● **Task to complete**
Look through the records below for the line with "impl Default for". Return that line and each one after it up to and including the line with "let base_path = std::env::current_dir().map_err(|e|", exactly.

● **Data for analysis**
%%

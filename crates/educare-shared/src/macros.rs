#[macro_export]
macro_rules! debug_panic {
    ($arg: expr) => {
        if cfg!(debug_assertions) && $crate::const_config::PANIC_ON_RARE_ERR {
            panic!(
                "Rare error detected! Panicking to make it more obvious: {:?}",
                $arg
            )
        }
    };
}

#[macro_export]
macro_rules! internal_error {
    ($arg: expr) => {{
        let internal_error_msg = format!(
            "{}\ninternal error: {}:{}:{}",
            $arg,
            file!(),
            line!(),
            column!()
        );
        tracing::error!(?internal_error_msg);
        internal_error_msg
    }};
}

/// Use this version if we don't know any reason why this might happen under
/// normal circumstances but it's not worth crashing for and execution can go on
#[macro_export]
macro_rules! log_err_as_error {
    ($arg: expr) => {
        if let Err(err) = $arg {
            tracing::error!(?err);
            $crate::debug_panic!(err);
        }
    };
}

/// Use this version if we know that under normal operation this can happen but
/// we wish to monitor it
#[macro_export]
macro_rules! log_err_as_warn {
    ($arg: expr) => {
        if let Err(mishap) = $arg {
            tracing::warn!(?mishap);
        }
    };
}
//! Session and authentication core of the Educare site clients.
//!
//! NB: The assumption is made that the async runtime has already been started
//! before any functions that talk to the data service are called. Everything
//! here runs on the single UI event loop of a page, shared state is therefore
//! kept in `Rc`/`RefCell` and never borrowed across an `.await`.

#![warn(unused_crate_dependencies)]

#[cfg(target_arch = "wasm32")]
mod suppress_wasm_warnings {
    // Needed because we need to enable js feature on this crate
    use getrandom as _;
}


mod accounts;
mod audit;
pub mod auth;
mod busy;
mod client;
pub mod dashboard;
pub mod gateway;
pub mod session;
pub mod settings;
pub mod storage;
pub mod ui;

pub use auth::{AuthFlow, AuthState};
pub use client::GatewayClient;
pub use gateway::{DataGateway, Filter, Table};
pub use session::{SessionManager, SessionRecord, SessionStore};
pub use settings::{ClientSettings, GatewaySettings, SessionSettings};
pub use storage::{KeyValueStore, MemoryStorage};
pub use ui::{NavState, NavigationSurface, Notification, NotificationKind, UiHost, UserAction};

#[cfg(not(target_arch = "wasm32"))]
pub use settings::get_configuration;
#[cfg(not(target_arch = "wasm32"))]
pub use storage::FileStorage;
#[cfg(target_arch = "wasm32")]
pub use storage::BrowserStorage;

%%
%%

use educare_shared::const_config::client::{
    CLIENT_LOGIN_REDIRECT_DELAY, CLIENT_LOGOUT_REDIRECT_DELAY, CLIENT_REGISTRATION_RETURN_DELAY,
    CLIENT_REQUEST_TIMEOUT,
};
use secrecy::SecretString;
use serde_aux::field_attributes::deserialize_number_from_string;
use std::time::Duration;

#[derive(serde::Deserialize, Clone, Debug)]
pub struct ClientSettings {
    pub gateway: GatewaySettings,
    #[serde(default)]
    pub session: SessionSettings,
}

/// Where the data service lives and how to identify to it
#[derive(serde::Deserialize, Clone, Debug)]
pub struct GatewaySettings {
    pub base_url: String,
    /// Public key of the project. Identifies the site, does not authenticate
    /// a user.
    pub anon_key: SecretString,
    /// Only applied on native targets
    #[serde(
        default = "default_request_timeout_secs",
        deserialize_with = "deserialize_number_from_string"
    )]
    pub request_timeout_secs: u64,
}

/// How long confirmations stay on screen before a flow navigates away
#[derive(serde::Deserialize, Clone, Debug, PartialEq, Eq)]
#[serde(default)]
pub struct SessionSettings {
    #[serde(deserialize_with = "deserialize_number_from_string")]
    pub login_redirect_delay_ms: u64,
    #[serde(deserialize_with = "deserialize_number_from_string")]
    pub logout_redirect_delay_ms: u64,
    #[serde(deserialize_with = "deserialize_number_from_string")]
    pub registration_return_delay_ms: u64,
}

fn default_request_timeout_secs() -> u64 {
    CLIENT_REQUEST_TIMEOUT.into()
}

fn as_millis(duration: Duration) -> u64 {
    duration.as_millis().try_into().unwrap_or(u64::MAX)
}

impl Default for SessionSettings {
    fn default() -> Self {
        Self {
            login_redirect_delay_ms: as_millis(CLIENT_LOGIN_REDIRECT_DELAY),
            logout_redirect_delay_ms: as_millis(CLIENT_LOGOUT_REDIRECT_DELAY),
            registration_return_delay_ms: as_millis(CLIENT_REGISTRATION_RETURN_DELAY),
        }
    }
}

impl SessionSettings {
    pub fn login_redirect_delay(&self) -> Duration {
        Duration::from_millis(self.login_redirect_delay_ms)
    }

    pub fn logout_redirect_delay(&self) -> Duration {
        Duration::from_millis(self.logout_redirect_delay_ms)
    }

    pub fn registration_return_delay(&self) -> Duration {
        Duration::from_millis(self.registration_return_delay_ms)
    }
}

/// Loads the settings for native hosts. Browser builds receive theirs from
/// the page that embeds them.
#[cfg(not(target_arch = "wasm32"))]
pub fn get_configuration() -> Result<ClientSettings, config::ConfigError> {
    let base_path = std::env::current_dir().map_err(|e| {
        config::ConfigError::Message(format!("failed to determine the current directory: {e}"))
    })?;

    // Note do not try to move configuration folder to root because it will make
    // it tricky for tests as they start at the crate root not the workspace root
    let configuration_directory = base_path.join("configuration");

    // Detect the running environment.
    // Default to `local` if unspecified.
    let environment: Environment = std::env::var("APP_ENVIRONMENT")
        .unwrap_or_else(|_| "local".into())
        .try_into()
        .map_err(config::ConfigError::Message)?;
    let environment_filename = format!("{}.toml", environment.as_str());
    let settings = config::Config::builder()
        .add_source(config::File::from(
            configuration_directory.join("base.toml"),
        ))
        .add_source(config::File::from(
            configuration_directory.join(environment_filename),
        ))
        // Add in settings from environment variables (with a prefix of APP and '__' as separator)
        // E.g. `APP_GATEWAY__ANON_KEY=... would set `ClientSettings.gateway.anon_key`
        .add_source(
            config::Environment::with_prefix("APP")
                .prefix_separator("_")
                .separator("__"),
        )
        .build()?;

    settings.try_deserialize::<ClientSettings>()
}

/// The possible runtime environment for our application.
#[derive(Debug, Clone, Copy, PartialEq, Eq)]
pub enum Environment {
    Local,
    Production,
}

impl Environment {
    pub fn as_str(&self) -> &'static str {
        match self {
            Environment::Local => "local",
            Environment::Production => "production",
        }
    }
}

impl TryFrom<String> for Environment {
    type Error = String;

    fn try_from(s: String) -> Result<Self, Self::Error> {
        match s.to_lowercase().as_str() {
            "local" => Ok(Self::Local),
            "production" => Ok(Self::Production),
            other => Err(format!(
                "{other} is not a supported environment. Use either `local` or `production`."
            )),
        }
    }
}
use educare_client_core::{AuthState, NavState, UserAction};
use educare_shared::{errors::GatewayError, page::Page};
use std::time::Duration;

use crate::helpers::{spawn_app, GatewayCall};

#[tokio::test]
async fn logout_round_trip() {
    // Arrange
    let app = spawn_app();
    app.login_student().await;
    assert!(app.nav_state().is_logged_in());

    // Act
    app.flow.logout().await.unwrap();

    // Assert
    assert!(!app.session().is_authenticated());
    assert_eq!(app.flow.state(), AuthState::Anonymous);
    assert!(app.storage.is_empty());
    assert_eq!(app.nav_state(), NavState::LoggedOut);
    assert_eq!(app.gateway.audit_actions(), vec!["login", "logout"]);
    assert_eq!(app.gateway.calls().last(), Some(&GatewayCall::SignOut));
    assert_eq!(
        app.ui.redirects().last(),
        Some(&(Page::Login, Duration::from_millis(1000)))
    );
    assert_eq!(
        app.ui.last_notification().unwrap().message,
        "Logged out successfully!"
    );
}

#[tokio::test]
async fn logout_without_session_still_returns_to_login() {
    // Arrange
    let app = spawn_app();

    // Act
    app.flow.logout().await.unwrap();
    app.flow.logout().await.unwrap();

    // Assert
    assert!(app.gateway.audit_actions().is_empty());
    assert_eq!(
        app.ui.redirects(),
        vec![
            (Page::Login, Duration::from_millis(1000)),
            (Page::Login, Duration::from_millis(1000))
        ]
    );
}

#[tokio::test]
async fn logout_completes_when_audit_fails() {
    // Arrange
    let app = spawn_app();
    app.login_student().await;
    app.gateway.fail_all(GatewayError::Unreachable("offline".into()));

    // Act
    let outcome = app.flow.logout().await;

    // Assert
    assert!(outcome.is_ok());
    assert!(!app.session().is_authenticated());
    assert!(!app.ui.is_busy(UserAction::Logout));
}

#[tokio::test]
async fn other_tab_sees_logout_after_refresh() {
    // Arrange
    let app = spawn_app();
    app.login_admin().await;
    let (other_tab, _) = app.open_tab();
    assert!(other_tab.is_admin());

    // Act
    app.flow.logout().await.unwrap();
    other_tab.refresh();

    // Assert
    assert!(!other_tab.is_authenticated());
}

%%

● **Exercise response**
impl Default for SessionSettings {
    fn default() -> Self {
        Self {
            login_redirect_delay_ms: as_millis(CLIENT_LOGIN_REDIRECT_DELAY),
            logout_redirect_delay_ms: as_millis(CLIENT_LOGOUT_REDIRECT_DELAY),
            registration_return_delay_ms: as_millis(CLIENT_REGISTRATION_RETURN_DELAY),
        }
    }
}

impl SessionSettings {
    pub fn login_redirect_delay(&self) -> Duration {
        Duration::from_millis(self.login_redirect_delay_ms)
    }

    pub fn logout_redirect_delay(&self) -> Duration {
        Duration::from_millis(self.logout_redirect_delay_ms)
    }

    pub fn registration_return_delay(&self) -> Duration {
        Duration::from_millis(self.registration_return_delay_ms)
    }
}

/// Loads the settings for native hosts. Browser builds receive theirs from
/// the page that embeds them.
#[cfg(not(target_arch = "wasm32"))]
pub fn get_configuration() -> Result<ClientSettings, config::ConfigError> {
    let base_path = std::env::current_dir().map_err(|e| {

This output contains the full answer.